At a meeting Friday in Frankfurt, European Central Bank leaders decided to keep interest rates at a seven-year high in order to combat inflation. After the meeting, some commented that there is a good chance that Eurozone inflation will continue to rise.
Boeing machinists are threatening to strike Saturday after rejecting an 11-percent raise over three years. The strike is supported by 87 percent of the workers, who are angry about outsourcing and cuts to their health benefits.
Indian and American leaders met in Vienna with members of the 45-nation Nuclear Suppliers Group, asking for approval for a 2005 nuclear cooperation agreement. India pledged not to engage in a nuclear arms race, but four nations have yet to give approval.

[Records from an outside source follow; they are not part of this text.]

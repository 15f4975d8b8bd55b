use std::env;
use std::error::Error;
use std::fs;

use tracing::{info, warn};
use tracing_subscriber::EnvFilter;
use turkish_draughts::*;

/// Plies after which the demo gives up on reaching a result.
const MAX_PLIES: usize = 200;

/// First local piece with a legal move, and its first destination.
fn first_legal_move(board: &Board) -> Option<(Position, Position)> {
    Position::all()
        .filter(|&pos| board.piece_at(pos).is_some_and(|p| p.owner() == Seat::Local))
        .find_map(|pos| board.possible_moves(pos).first().map(|&to| (pos, to)))
}

/// Play out one turn on `board`, following capture chains to the end.
fn play_turn(board: &mut Board) -> Result<MoveRecord, Box<dyn Error>> {
    let (mut origin, mut destination) =
        first_legal_move(board).ok_or("side to move has no legal move")?;
    loop {
        match board.execute_move(origin, destination)? {
            MoveOutcome::Completed(record) => return Ok(record),
            MoveOutcome::Continue { at, destinations } => {
                origin = at;
                destination = *destinations
                    .first()
                    .ok_or("capture chain without destinations")?;
            }
        }
    }
}

fn main() -> Result<(), Box<dyn Error>> {
    tracing_subscriber::fmt()
        .with_env_filter(
            EnvFilter::try_from_default_env().unwrap_or_else(|_| EnvFilter::new("info")),
        )
        .init();

    let rules = match env::args().nth(1) {
        Some(path) => RuleSet::from_json(&fs::read_to_string(path)?)?,
        None => RuleSet::default(),
    };

    println!("Turkish Draughts - two engines relaying moves");
    println!("==============================================\n");

    let players = [
        PlayerInfo::new("alice", "Alice"),
        PlayerInfo::new("bob", "Bob"),
    ];
    let mut boards = [Board::with_rules(rules.clone()), Board::with_rules(rules)];
    boards[0].start_match(&players, &players[0].id)?;
    boards[1].start_match(&players, &players[1].id)?;

    for ply in 1..=MAX_PLIES {
        let mover = if boards[0].status() == MatchStatus::WaitingLocalMove {
            0
        } else {
            1
        };
        let record = play_turn(&mut boards[mover])?;

        // Only the JSON text crosses between the two engines.
        let wire = record.to_json()?;
        println!("{:3}. {}: {}", ply, boards[mover].local_player().name(), wire);
        boards[1 - mover].receive_move(&MoveRecord::from_json(&wire)?)?;

        if boards[0].status().is_terminal() {
            break;
        }
    }

    println!("\n==============================================");
    for board in &boards {
        println!(
            "{} sees: {}",
            board.local_player().name(),
            board.status_message()
        );
    }
    if !boards[0].status().is_terminal() {
        warn!(plies = MAX_PLIES, "no result reached");
    }
    info!(
        alice = boards[0].local_player().living_count(),
        bob = boards[0].remote_player().living_count(),
        "pieces left"
    );
    Ok(())
}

Zimbabwean opposition leader Morgan Tsvangirai has refused to sign a power-sharing agreement with President Robert Mugabe despite Mugabe threatening to unilaterally appoint a cabinet if he doesn’t sign.
In a press conference with Georgian President Mikhail Saakashvili in Tbilisi, U.S. Vice President Dick Cheney denounced Russia’s invasion as “an illegitimate, unilateral attempt to change your country’s borders by force, that has been universally condemned by the free world” and promised that Georgia will be admitted to NATO.
Angola is holding its first election since 1992, when rebel group UNITA accused the ruling MPLA party of cheating a started a civil war. There have been long delays and technical problems at polling stations today that may require an extension of voting.
The number of suicides by active American soldiers in 2008 is on pace to set an all-time record for one year and, for the first time since the Vietnam War, exceed the rate of suicides among the general population.
Former Republican lobbyist Jack Abramoff was sentenced to four years in prison Thursday on corruption charges. Abramoff could have received up to 12 and a half years but received a reduced sentence for cooperating with investigators.
Texas authorities are dropping many of the cases against parents in the Yearning for Zion polygamist ranch. Thus far, Child Protective Services has dropped 235 of the 440 custody cases, allowing those parents to leave the state and dropping the requirement to attend parenting classes.
Mohammad Qatanani, a Muslim imam who has been accused by federal officials of having terrorist ties, will be allowed to remain in the United States after a federal judge in New Jersey ruled that the government’s deportation case against him was “patently incomplete.”
Ariz. Sen. John McCain accepted the Republican nomination for president and delivered a speech that focused on his POW experience and his commitment to nonpartisan reform. For more coverage of the GOP Convention, see the findingDulcinea Convention News Roundup.
The Food and Drug Administration ordered stronger warnings on four rheumatoid arthritis medications—Cimzia, Enbrel, Humira, and Remicade—after receiving 240 reports of patients developing a fungal infection.
Microsoft debuted a much-hyped television commercial featuring company founder Bill Gates and comedian Jerry Seinfeld Thursday night. The ad, which showed Gates and Seinfeld shopping for shoes and had a tagline of “The Future. Delicious,” is part of a $300 million ad campaign.
Marion Jones, an Olympic sprinter who was stripped of her five gold medals for admitting to steroid use, was released from prison Friday after serving most of her six-month sentence for lying to federal prosecutors about her drug use.